Despite striking homogeneity in facial features and structure, humans effortlessly recognize faces across variable exposure conditions. Inversion makes face processing difficult; one explanation is that face perception involves encoding configural information (relationships among features) rather than features per se, and that configuration is unrecoverable from inverted faces. Functional imaging studies and observations of brain-damaged patients show the brain's right hemisphere is particularly sensitive to face configuration. We investigated right hemispheric sensitivity to face configuration using the Thatcher Effect, whereby faces with inverted eyes and mouths are perceived as grotesque when upright but not when inverted. One eye or one eye and the mouth were Thatcherized in faces cropped to ovals to remove hair and clothing features. Display duration was 120 ms. Participants rated bizarreness on each trial. We predicted higher ratings for left eye than right eye manipulations because of the contralateral projections of the visual fields to the brain, but only for upright and not inverted faces. This side by orientation interaction was robust and moderated by age; 8–10 year olds showed the smallest side difference in rated bizarreness for upright displays. Performance of 11–13 year olds was the same as college students. Stronger right-handedness was associated with greater rating bizarreness for upright left-sided than right-sided manipulations in the youngest group.
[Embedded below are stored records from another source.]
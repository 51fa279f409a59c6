use std::collections::HashMap;

use sea_orm::{
    Condition, DatabaseTransaction, QueryFilter, QueryOrder, QuerySelect, QueryTrait,
    TransactionTrait, prelude::*,
};
use uuid::Uuid;

use crate::{EngineError, ResultEngine, Transaction, accounts, participants, transactions};

use super::{BIND_CHUNK, Engine, with_tx};

type ParticipantRow = (participants::Model, Option<accounts::Model>);

mod write;

impl Engine {
    async fn load_participants(
        &self,
        db: &DatabaseTransaction,
        transaction_ids: Vec<String>,
    ) -> ResultEngine<HashMap<String, Vec<ParticipantRow>>> {
        let mut by_tx: HashMap<String, Vec<ParticipantRow>> = HashMap::new();
        for chunk in transaction_ids.chunks(BIND_CHUNK) {
            let rows = participants::Entity::find()
                .find_also_related(accounts::Entity)
                .filter(participants::Column::TransactionId.is_in(chunk.iter().cloned()))
                .order_by_asc(participants::Column::Position)
                .all(db)
                .await?;
            for row in rows {
                by_tx.entry(row.0.transaction_id.clone()).or_default().push(row);
            }
        }
        Ok(by_tx)
    }

    /// Returns one transaction with its shares.
    ///
    /// Transactions the actor is not party to are reported as missing.
    pub async fn transaction(&self, actor_id: &str, transaction_id: Uuid) -> ResultEngine<Transaction> {
        with_tx!(self, |db_tx| {
            let not_found = || EngineError::KeyNotFound("transaction not exists".to_string());
            let header = self
                .find_transaction_header(&db_tx, transaction_id)
                .await?
                .ok_or_else(not_found)?;
            if !self.is_party(&db_tx, &header, actor_id).await? {
                return Err(not_found());
            }
            let mut rows = self.load_participants(&db_tx, vec![header.id.clone()]).await?;
            let shares = rows.remove(&header.id).unwrap_or_default();
            Transaction::from_parts(header, shares)
        })
    }

    /// Lists every transaction `actor_id` paid for or participates in, newest
    /// first.
    pub async fn list_transactions(&self, actor_id: &str) -> ResultEngine<Vec<Transaction>> {
        with_tx!(self, |db_tx| {
            let participating = participants::Entity::find()
                .select_only()
                .column(participants::Column::TransactionId)
                .filter(participants::Column::AccountId.eq(actor_id))
                .into_query();

            let headers = transactions::Entity::find()
                .filter(
                    Condition::any()
                        .add(transactions::Column::PayerId.eq(actor_id))
                        .add(transactions::Column::Id.in_subquery(participating)),
                )
                .order_by_desc(transactions::Column::OccurredAt)
                .order_by_asc(transactions::Column::Id)
                .all(&db_tx)
                .await?;

            let ids = headers.iter().map(|h| h.id.clone()).collect();
            let mut rows = self.load_participants(&db_tx, ids).await?;

            headers
                .into_iter()
                .map(|header| {
                    let shares = rows.remove(&header.id).unwrap_or_default();
                    Transaction::from_parts(header, shares)
                })
                .collect::<ResultEngine<Vec<_>>>()
        })
    }
}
Other results are forthcoming: We obtain bizarreness ratings after manipulating features (iris and teeth) on sides of the face. We present results from strongly left-handed participants. Also, we manipulate side and information type (configural, featural) independently in a same-different task with pairs of sequentially presented faces; information in the second face is manipulated for 20 ms at different times during the display. By examining lengthened correct same responses, this latter task can reveal relative time courses in utilizing featural and configural information by the hemispheres.

Anes, M. Short, L. Storer, J. (2008). Hemispheric specialization for face processing revealed by use of Thatcherized and feature distorted faces [Abstract]. Journal of Vision, 8(6):900, 900a, http://journalofvision.org/8/6/900/, doi:10.1167/8.6.900. [CrossRef]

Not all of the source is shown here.